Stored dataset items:

==================================================

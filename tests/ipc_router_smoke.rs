use serde_json::json;
use std::io::{BufRead, BufReader, Write};
use std::path::PathBuf;
use std::process::{Child, ChildStdin, ChildStdout, Command, Stdio};
use std::time::{SystemTime, UNIX_EPOCH};

fn temp_dir(prefix: &str) -> PathBuf {
    let p = std::env::temp_dir().join(format!(
        "{}-{}",
        prefix,
        SystemTime::now()
            .duration_since(UNIX_EPOCH)
            .expect("clock")
            .as_nanos()
    ));
    std::fs::create_dir_all(&p).expect("create temp dir");
    p
}

fn spawn_sidecar() -> (Child, ChildStdin, BufReader<ChildStdout>) {
    let exe = env!("CARGO_BIN_EXE_gradebookd");
    let mut child = Command::new(exe)
        .stdin(Stdio::piped())
        .stdout(Stdio::piped())
        .stderr(Stdio::null())
        .spawn()
        .expect("spawn gradebookd");
    let stdin = child.stdin.take().expect("child stdin");
    let stdout = child.stdout.take().expect("child stdout");
    (child, stdin, BufReader::new(stdout))
}

fn request(
    stdin: &mut ChildStdin,
    reader: &mut BufReader<ChildStdout>,
    id: &str,
    method: &str,
    params: serde_json::Value,
) -> serde_json::Value {
    let payload = json!({
        "id": id,
        "method": method,
        "params": params,
    });
    writeln!(stdin, "{}", payload).expect("write request");
    stdin.flush().expect("flush request");

    let mut line = String::new();
    reader.read_line(&mut line).expect("read response line");
    assert!(!line.trim().is_empty(), "empty response for {}", method);
    let value: serde_json::Value = serde_json::from_str(line.trim()).expect("parse response json");
    assert_eq!(value.get("id").and_then(|v| v.as_str()), Some(id));
    value
}

fn request_ok(
    stdin: &mut ChildStdin,
    reader: &mut BufReader<ChildStdout>,
    id: &str,
    method: &str,
    params: serde_json::Value,
) -> serde_json::Value {
    let value = request(stdin, reader, id, method, params);
    assert!(
        value.get("ok").and_then(|v| v.as_bool()).unwrap_or(false),
        "{} failed: {}",
        method,
        value
            .get("error")
            .and_then(|e| e.get("message"))
            .and_then(|v| v.as_str())
            .unwrap_or("unknown error")
    );
    value.get("result").cloned().unwrap_or_else(|| json!({}))
}

fn error_code(value: &serde_json::Value) -> &str {
    value
        .get("error")
        .and_then(|e| e.get("code"))
        .and_then(|v| v.as_str())
        .unwrap_or("")
}

fn str_field(value: &serde_json::Value, pointer: &str) -> String {
    value
        .pointer(pointer)
        .and_then(|v| v.as_str())
        .unwrap_or_else(|| panic!("missing {} in {}", pointer, value))
        .to_string()
}


fn read_raw_line(stdin: &mut ChildStdin, reader: &mut BufReader<ChildStdout>, line: &str) -> serde_json::Value {
    writeln!(stdin, "{}", line).expect("write line");
    stdin.flush().expect("flush line");
    let mut out = String::new();
    reader.read_line(&mut out).expect("read response line");
    serde_json::from_str(out.trim()).expect("parse response json")
}

#[test]
fn router_dispatch_smoke_covers_handler_families() {
    let workspace = temp_dir("gradebook-router-smoke");
    let (mut child, mut stdin, mut reader) = spawn_sidecar();

    let health = request_ok(&mut stdin, &mut reader, "1", "health", json!({}));
    assert!(health["workspacePath"].is_null());

    let blocked = request(
        &mut stdin,
        &mut reader,
        "2",
        "classes.list",
        json!({ "teacherId": "t1" }),
    );
    assert_eq!(error_code(&blocked), "no_workspace");

    // Stateless, works before a workspace is chosen.
    let eq = request_ok(&mut stdin, &mut reader, "3", "grades.equivalence", json!({ "grade": 74.9 }));
    assert_eq!(eq, json!({ "point": "0.00", "description": "Failed" }));
    let eq = request_ok(&mut stdin, &mut reader, "4", "grades.equivalence", json!({ "grade": null }));
    assert_eq!(eq["point"].as_str(), Some("NGS"));

    let unknown = request(&mut stdin, &mut reader, "5", "grades.teleport", json!({}));
    assert_eq!(error_code(&unknown), "not_implemented");

    let bad = read_raw_line(&mut stdin, &mut reader, "{not json");
    assert_eq!(bad["ok"].as_bool(), Some(false));
    assert_eq!(bad["error"]["code"].as_str(), Some("bad_json"));

    request_ok(
        &mut stdin,
        &mut reader,
        "6",
        "workspace.select",
        json!({ "path": workspace.to_string_lossy() }),
    );
    let created = request_ok(
        &mut stdin,
        &mut reader,
        "7",
        "classes.create",
        json!({ "teacherId": "t1", "name": "Smoke Class" }),
    );
    let class_id = str_field(&created, "/classId");

    let listed = request_ok(&mut stdin, &mut reader, "8", "classes.list", json!({ "teacherId": "t1" }));
    assert_eq!(listed["classes"].as_array().map(|a| a.len()), Some(1));
    let others = request_ok(&mut stdin, &mut reader, "9", "classes.list", json!({ "teacherId": "t2" }));
    assert_eq!(others["classes"], json!([]));

    let enrolled = request_ok(
        &mut stdin,
        &mut reader,
        "10",
        "enrollments.add",
        json!({ "classId": class_id, "studentName": "Smoke, Student" }),
    );
    let enrollment_id = str_field(&enrolled, "/enrollmentId");
    let enrollments = request_ok(
        &mut stdin,
        &mut reader,
        "11",
        "enrollments.list",
        json!({ "classId": class_id }),
    );
    assert_eq!(enrollments["enrollments"][0]["id"].as_str(), Some(enrollment_id.as_str()));

    let missing = request(
        &mut stdin,
        &mut reader,
        "12",
        "components.create",
        json!({ "teacherId": "t1", "classId": class_id, "name": "Quiz" }),
    );
    assert_eq!(error_code(&missing), "bad_params");
    let bad_period = request(
        &mut stdin,
        &mut reader,
        "13",
        "components.create",
        json!({ "teacherId": "t1", "classId": class_id, "name": "Quiz", "maxScore": 10, "period": "Finals" }),
    );
    assert_eq!(error_code(&bad_period), "bad_params");
    let created_component = request_ok(
        &mut stdin,
        &mut reader,
        "14",
        "components.create",
        json!({ "teacherId": "t1", "classId": class_id, "name": "Quiz", "maxScore": 10, "weight": 20 }),
    );
    let component_id = str_field(&created_component, "/component/id");

    let _ = request_ok(
        &mut stdin,
        &mut reader,
        "15",
        "components.update",
        json!({ "teacherId": "t1", "componentId": component_id, "patch": { "name": "Quiz 1" } }),
    );
    let bad_patch = request(
        &mut stdin,
        &mut reader,
        "16",
        "components.update",
        json!({ "teacherId": "t1", "componentId": component_id, "patch": { "isLocked": true } }),
    );
    assert_eq!(error_code(&bad_patch), "bad_params");

    let _ = request_ok(
        &mut stdin,
        &mut reader,
        "17",
        "locks.toggle",
        json!({ "teacherId": "t1", "componentId": component_id, "desiredLocked": true }),
    );
    let _ = request_ok(
        &mut stdin,
        &mut reader,
        "18",
        "grades.saveBatch",
        json!({ "teacherId": "t1", "classId": class_id, "scores": {} }),
    );
    let _ = request_ok(
        &mut stdin,
        &mut reader,
        "19",
        "grades.classReport",
        json!({ "teacherId": "t1", "classId": class_id }),
    );
    let missing_student = request(
        &mut stdin,
        &mut reader,
        "20",
        "grades.studentReport",
        json!({ "teacherId": "t1", "classId": class_id, "enrollmentId": "nobody" }),
    );
    assert_eq!(error_code(&missing_student), "not_found");
    let bad_group = request(
        &mut stdin,
        &mut reader,
        "21",
        "history.list",
        json!({ "teacherId": "t1", "classId": class_id, "enrollmentId": enrollment_id, "groupBy": "week" }),
    );
    assert_eq!(error_code(&bad_group), "bad_params");
    let _ = request_ok(&mut stdin, &mut reader, "22", "settings.getPolicy", json!({ "teacherId": "t1" }));
    let _ = request_ok(
        &mut stdin,
        &mut reader,
        "23",
        "components.delete",
        json!({ "teacherId": "t1", "componentId": component_id }),
    );

    drop(stdin);
    let _ = child.wait();
    let _ = std::fs::remove_dir_all(workspace);
}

==================================================

Find every line above that contains the word "ChildStdin", and return each one.

use std::process::{Child, ChildStdin, ChildStdout, Command, Stdio};
fn spawn_sidecar() -> (Child, ChildStdin, BufReader<ChildStdout>) {
    stdin: &mut ChildStdin,
    stdin: &mut ChildStdin,
fn read_raw_line(stdin: &mut ChildStdin, reader: &mut BufReader<ChildStdout>, line: &str) -> serde_json::Value {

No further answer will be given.